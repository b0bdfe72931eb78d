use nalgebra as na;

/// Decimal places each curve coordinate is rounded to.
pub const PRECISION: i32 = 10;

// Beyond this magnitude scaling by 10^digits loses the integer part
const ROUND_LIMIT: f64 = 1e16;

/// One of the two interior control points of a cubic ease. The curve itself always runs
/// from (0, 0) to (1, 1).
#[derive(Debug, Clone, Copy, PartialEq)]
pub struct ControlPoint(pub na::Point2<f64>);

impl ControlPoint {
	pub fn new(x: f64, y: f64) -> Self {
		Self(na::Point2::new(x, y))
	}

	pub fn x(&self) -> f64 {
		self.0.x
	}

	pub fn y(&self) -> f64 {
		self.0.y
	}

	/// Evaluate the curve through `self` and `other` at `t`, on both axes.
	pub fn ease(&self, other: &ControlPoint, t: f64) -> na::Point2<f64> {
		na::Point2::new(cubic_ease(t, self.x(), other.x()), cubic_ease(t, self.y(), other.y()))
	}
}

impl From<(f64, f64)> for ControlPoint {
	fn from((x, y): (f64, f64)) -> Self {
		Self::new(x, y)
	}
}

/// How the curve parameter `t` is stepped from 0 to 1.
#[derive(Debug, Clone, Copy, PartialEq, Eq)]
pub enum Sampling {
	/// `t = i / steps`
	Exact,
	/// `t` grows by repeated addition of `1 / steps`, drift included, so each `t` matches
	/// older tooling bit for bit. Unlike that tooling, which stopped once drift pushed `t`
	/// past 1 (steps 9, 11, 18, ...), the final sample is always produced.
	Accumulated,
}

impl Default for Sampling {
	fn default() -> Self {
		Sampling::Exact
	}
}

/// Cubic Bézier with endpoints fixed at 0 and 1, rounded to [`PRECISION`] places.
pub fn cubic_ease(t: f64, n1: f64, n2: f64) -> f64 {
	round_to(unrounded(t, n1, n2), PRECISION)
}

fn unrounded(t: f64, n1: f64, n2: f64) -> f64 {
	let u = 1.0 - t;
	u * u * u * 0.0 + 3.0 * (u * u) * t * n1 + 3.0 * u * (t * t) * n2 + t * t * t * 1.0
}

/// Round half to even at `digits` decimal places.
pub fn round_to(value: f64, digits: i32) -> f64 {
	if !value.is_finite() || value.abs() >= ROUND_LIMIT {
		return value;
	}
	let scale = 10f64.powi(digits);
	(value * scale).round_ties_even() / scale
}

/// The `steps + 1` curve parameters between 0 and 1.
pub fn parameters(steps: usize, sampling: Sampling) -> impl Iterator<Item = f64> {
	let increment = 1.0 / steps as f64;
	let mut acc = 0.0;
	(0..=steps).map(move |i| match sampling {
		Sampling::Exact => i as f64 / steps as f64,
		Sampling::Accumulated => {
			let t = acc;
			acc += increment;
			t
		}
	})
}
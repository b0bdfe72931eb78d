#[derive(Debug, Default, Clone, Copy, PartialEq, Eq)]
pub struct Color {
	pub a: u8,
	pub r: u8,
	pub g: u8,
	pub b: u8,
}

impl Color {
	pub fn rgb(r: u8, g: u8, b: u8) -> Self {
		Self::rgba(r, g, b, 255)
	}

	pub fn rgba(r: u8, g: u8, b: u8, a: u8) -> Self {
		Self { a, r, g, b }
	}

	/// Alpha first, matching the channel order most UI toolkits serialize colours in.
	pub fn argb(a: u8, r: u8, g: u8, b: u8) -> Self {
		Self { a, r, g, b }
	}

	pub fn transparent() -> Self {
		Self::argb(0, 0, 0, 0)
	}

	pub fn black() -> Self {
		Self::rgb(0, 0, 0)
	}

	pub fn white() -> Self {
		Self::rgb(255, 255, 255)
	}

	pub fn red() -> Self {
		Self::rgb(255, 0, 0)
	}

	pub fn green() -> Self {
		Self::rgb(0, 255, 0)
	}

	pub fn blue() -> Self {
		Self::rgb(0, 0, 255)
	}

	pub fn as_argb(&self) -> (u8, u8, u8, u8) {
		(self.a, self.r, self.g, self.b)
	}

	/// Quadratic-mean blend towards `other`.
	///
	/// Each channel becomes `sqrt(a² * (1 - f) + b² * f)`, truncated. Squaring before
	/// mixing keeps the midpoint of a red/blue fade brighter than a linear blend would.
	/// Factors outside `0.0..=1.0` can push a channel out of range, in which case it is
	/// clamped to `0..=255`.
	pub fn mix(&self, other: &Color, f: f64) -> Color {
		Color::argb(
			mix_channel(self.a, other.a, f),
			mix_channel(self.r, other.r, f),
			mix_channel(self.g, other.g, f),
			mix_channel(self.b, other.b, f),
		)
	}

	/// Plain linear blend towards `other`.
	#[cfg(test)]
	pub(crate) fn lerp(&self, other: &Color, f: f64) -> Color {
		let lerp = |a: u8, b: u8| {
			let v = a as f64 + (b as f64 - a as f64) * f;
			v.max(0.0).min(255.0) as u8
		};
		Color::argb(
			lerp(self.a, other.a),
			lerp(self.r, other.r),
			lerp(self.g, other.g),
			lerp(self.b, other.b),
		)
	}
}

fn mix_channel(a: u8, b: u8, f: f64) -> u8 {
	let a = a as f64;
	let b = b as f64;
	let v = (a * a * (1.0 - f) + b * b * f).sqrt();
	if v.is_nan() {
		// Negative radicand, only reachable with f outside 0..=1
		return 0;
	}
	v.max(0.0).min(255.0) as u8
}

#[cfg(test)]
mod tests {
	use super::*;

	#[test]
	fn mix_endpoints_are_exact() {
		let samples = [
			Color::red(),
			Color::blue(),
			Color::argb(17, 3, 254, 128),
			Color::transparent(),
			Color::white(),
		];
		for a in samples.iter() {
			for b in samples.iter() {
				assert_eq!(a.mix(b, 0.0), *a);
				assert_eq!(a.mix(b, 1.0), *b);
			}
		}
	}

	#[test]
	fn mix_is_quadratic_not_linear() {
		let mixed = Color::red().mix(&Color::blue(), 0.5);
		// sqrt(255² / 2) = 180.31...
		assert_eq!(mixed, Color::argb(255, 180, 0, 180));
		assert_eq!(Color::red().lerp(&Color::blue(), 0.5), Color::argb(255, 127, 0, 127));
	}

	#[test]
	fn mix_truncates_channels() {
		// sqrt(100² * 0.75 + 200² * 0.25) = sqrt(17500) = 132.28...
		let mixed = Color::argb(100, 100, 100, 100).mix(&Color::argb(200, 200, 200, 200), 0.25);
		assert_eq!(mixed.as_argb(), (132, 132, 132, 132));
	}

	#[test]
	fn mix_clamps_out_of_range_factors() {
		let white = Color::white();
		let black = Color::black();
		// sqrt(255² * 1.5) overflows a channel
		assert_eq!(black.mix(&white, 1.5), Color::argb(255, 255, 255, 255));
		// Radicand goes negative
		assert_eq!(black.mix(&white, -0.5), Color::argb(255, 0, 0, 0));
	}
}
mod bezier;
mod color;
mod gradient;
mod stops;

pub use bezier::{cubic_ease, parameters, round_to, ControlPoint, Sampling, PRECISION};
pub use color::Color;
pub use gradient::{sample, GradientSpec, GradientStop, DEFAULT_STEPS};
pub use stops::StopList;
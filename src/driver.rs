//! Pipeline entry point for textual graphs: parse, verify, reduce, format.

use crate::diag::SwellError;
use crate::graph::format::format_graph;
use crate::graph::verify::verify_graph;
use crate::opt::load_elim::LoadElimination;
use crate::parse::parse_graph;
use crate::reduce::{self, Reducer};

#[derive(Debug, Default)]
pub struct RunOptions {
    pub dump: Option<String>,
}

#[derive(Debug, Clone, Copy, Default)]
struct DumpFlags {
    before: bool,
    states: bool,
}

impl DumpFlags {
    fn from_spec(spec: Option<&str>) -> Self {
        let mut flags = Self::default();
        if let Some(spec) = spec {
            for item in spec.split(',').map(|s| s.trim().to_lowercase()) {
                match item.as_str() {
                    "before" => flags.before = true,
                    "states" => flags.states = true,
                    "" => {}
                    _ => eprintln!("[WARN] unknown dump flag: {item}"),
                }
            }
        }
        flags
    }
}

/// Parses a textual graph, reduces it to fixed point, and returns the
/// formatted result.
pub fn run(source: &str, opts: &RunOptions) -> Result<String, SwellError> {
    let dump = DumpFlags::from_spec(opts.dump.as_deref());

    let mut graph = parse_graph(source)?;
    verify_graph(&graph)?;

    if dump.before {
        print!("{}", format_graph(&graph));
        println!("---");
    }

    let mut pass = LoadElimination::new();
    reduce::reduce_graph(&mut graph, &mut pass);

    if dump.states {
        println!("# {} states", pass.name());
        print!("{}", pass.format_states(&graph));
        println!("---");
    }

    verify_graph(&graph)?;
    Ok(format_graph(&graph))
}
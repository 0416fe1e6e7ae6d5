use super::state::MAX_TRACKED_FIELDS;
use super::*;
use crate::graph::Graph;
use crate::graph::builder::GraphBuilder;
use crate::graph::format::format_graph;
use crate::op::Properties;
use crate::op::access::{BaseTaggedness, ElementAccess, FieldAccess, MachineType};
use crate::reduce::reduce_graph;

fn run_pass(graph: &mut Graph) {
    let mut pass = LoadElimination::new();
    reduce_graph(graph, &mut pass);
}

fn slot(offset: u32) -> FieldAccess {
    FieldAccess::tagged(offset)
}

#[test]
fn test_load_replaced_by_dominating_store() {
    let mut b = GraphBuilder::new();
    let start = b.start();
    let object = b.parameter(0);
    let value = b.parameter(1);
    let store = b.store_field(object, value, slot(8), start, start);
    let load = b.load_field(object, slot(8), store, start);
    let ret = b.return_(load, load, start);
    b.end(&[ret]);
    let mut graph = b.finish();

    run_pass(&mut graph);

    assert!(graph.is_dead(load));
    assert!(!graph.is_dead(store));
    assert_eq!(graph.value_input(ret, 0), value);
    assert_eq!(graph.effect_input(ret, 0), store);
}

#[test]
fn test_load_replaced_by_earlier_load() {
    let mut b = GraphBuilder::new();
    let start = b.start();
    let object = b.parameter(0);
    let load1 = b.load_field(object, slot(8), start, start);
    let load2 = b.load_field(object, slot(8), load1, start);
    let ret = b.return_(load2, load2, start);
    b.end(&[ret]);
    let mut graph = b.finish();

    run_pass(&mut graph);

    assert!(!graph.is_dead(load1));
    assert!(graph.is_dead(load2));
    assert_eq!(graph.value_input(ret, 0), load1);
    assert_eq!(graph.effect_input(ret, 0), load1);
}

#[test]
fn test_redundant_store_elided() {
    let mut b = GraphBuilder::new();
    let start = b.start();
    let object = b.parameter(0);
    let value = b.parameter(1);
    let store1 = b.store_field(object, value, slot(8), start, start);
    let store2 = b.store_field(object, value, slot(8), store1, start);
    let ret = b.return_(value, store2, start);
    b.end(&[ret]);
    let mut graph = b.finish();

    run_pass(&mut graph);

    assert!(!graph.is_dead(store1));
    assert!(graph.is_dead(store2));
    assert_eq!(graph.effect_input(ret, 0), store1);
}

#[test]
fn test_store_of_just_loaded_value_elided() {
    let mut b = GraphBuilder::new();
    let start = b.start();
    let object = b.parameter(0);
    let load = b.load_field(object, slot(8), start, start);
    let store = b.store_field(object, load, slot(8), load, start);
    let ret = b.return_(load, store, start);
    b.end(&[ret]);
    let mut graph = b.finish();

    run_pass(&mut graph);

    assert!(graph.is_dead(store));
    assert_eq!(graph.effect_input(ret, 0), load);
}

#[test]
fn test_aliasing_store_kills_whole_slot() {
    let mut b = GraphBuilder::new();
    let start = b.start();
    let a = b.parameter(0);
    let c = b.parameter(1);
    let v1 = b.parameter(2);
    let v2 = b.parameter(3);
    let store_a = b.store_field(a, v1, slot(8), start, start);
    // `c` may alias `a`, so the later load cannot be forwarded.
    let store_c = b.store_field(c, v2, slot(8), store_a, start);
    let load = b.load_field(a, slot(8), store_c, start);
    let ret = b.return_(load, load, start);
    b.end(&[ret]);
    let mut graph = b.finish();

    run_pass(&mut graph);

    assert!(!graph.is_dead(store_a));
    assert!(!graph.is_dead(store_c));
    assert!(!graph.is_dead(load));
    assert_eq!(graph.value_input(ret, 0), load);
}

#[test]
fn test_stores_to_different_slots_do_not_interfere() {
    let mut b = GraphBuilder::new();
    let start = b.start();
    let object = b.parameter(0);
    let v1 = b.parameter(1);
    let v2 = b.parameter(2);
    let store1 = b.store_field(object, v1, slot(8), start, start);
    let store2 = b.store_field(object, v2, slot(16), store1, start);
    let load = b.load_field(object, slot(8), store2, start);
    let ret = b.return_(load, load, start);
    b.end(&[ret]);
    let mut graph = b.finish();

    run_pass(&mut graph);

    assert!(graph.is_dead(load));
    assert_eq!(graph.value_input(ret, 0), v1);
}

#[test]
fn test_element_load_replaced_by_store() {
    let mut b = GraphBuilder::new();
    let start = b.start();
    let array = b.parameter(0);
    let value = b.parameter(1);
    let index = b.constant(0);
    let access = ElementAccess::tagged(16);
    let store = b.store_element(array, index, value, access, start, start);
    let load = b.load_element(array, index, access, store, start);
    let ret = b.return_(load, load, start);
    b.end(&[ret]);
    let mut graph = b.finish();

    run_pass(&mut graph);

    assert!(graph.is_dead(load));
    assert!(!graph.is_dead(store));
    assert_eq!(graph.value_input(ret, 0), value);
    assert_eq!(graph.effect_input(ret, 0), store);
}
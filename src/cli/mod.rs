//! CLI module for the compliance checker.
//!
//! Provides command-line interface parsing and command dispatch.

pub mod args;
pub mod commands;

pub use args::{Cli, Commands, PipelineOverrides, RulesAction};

■ **Problem description**: Could you set down, exactly as written, the lines above between the one holding "use crate::graph::builder::GraphBuilder;" and the one holding "let load2 = b.load_field(object, slot(8), load1, start);", inclusive, and nothing more?

■ **Response**:
use crate::graph::builder::GraphBuilder;
use crate::graph::format::format_graph;
use crate::op::Properties;
use crate::op::access::{BaseTaggedness, ElementAccess, FieldAccess, MachineType};
use crate::reduce::reduce_graph;

fn run_pass(graph: &mut Graph) {
    let mut pass = LoadElimination::new();
    reduce_graph(graph, &mut pass);
}

fn slot(offset: u32) -> FieldAccess {
    FieldAccess::tagged(offset)
}

#[test]
fn test_load_replaced_by_dominating_store() {
    let mut b = GraphBuilder::new();
    let start = b.start();
    let object = b.parameter(0);
    let value = b.parameter(1);
    let store = b.store_field(object, value, slot(8), start, start);
    let load = b.load_field(object, slot(8), store, start);
    let ret = b.return_(load, load, start);
    b.end(&[ret]);
    let mut graph = b.finish();

    run_pass(&mut graph);

    assert!(graph.is_dead(load));
    assert!(!graph.is_dead(store));
    assert_eq!(graph.value_input(ret, 0), value);
    assert_eq!(graph.effect_input(ret, 0), store);
}

#[test]
fn test_load_replaced_by_earlier_load() {
    let mut b = GraphBuilder::new();
    let start = b.start();
    let object = b.parameter(0);
    let load1 = b.load_field(object, slot(8), start, start);
    let load2 = b.load_field(object, slot(8), load1, start);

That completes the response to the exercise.